### WORK TO BE COMPLETED
What is needed is an exact copy of the entries below, from the line that contains "fn fmt(&self, f: &mut" through the final line, both included, and nothing else.
++++++
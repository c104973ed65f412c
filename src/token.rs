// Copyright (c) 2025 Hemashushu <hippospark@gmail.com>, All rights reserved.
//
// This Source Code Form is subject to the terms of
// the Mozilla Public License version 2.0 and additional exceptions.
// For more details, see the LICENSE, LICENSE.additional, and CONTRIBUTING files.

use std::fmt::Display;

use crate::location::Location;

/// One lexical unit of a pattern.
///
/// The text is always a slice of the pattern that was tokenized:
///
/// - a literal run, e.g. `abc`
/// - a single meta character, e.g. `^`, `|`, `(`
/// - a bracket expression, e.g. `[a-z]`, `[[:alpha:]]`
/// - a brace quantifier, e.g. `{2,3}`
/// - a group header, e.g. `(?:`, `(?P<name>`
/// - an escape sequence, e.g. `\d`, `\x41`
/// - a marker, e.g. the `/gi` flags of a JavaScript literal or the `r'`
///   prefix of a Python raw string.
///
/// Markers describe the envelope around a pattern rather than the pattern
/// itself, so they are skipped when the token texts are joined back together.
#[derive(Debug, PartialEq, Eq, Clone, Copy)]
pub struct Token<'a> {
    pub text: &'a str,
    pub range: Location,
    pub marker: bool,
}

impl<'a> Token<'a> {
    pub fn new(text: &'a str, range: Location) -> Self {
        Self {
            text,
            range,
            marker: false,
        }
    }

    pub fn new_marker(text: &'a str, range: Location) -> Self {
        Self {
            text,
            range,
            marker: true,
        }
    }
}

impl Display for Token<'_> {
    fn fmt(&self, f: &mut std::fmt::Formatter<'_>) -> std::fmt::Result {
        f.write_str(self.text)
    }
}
++++++
### SOLUTION FOR THIS PROBLEM
    fn fmt(&self, f: &mut std::fmt::Formatter<'_>) -> std::fmt::Result {
        f.write_str(self.text)
    }
}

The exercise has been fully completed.